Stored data
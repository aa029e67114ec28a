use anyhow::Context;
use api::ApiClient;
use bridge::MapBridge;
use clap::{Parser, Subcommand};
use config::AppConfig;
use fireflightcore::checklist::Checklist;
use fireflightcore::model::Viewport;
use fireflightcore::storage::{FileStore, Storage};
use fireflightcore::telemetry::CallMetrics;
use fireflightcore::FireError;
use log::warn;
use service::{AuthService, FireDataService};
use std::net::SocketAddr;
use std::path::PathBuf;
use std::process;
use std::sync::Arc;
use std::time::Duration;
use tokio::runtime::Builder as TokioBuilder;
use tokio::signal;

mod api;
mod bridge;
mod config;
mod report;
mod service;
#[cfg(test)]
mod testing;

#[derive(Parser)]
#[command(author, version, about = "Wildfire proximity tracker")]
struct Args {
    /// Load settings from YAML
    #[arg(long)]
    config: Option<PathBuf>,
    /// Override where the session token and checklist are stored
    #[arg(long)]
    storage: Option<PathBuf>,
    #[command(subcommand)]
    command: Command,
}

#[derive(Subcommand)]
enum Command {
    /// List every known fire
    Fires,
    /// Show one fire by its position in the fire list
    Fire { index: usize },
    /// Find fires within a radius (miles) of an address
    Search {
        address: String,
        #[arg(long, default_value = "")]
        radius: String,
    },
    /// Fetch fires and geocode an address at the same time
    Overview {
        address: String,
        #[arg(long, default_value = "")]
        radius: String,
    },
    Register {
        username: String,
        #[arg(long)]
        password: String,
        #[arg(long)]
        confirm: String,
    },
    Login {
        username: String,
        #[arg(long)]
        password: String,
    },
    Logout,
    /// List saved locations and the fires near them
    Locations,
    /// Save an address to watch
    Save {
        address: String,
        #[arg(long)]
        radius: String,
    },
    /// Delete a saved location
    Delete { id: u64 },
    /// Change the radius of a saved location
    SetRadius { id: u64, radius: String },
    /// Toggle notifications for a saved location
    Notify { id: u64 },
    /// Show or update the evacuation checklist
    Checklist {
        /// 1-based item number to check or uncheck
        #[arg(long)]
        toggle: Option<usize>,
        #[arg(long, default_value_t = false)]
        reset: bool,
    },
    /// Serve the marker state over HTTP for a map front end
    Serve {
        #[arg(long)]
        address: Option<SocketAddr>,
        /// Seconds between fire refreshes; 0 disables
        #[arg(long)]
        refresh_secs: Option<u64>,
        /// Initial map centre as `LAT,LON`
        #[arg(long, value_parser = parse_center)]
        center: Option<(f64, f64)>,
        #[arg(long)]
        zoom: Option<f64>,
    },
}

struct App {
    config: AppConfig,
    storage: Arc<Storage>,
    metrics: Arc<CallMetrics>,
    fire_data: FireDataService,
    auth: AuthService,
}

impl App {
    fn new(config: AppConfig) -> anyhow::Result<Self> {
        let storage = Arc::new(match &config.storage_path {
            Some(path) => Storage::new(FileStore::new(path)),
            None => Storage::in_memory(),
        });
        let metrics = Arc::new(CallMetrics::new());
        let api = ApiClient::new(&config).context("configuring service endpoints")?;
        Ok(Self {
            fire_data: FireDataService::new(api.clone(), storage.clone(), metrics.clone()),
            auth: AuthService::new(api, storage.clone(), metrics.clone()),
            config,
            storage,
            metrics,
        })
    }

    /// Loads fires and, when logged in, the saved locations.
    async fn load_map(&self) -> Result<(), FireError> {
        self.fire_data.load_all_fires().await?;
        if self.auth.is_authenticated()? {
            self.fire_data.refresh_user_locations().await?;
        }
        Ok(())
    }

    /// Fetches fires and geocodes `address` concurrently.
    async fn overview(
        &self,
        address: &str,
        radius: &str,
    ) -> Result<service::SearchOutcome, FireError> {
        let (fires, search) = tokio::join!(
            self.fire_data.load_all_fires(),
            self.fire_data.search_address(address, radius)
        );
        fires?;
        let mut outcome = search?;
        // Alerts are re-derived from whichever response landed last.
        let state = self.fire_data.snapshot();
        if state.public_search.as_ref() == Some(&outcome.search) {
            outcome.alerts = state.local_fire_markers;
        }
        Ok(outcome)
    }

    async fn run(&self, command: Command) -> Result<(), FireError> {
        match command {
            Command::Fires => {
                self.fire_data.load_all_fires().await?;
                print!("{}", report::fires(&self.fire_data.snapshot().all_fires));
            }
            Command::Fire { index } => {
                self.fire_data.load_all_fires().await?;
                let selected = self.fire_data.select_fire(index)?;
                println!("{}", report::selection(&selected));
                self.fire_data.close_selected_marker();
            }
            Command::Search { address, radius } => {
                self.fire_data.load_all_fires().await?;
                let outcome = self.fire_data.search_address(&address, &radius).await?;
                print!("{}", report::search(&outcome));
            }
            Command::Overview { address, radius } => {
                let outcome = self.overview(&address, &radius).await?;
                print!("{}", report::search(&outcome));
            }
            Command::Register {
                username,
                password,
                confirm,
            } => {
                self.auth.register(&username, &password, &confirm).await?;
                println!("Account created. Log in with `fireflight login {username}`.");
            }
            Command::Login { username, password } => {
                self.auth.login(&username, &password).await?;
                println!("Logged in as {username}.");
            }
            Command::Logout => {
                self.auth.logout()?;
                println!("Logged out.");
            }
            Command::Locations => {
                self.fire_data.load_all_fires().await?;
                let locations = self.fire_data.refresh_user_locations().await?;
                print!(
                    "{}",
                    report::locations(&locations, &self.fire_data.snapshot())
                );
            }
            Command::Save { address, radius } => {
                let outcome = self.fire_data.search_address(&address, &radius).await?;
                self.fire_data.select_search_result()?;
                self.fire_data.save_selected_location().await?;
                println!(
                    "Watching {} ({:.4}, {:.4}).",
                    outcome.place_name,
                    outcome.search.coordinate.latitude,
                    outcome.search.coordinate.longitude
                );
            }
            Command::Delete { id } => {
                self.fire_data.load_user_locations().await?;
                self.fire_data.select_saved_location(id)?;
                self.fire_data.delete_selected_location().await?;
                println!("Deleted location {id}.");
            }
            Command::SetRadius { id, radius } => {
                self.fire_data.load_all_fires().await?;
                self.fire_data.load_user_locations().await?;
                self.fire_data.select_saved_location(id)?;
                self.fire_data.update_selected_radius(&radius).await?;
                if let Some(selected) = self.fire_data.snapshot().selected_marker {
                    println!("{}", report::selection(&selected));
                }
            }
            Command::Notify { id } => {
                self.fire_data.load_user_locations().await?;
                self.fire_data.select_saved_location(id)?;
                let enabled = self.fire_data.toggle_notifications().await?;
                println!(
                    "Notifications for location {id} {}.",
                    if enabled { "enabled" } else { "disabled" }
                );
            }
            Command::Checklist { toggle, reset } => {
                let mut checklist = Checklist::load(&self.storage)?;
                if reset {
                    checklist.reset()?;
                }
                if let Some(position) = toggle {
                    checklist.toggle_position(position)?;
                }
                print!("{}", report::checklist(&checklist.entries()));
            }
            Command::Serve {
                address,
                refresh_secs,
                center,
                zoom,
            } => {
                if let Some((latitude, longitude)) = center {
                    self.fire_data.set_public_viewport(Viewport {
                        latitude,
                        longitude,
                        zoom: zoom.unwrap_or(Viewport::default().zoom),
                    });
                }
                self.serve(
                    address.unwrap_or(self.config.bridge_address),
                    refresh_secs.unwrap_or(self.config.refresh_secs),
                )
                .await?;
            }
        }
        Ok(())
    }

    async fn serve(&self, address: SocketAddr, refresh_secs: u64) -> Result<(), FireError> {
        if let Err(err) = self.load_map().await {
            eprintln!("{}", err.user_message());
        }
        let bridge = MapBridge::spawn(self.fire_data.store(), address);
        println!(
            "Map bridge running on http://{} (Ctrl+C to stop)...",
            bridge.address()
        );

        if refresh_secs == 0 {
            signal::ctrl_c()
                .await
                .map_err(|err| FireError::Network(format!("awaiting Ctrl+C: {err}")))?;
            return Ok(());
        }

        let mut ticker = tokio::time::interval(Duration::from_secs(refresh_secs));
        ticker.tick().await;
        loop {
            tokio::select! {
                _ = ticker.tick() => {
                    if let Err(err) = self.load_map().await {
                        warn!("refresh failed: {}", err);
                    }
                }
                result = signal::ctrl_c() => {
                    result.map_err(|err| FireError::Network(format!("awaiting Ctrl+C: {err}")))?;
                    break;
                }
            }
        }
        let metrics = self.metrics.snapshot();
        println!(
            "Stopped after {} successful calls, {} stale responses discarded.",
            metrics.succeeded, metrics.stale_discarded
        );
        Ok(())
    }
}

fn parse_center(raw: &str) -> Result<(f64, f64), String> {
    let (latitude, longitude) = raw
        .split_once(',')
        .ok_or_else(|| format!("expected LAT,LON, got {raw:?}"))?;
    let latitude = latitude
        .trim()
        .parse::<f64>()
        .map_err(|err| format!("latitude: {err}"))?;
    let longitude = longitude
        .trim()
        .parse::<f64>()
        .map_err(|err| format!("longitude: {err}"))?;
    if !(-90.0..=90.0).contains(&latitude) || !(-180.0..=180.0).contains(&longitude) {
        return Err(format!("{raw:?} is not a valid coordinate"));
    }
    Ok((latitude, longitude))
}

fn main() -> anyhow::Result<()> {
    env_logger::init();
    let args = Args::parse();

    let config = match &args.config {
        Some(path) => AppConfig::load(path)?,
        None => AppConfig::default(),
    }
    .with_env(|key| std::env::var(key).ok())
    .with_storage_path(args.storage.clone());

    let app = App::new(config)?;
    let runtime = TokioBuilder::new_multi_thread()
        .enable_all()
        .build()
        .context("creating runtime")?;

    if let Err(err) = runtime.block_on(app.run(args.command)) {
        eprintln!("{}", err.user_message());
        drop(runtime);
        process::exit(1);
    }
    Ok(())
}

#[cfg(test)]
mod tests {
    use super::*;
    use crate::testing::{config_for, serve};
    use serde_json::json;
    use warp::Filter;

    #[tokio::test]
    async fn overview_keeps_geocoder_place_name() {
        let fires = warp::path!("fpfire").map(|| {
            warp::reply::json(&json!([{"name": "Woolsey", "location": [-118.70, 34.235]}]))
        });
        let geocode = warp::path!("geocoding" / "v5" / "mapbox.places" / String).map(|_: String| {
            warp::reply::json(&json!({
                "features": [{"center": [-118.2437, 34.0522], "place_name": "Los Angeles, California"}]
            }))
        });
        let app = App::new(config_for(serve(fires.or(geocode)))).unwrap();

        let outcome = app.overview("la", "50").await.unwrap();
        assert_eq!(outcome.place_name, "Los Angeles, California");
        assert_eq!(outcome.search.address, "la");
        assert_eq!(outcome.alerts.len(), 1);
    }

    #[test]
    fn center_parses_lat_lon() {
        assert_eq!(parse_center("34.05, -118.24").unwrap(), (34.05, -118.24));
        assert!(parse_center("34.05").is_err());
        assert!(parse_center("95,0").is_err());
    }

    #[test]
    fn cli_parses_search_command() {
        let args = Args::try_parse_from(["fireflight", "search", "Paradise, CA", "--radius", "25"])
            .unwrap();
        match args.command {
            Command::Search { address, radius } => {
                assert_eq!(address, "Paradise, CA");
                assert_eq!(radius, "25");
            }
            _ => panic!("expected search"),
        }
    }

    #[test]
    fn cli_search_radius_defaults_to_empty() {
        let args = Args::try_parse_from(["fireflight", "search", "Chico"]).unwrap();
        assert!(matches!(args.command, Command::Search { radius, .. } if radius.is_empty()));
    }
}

**EXERCISE:**
Identify each line in the entries with the word "json" and copy it.

**SOLVED EXERCISE:**
    use serde_json::json;
            warp::reply::json(&json!([{"name": "Woolsey", "location": [-118.70, 34.235]}]))
            warp::reply::json(&json!({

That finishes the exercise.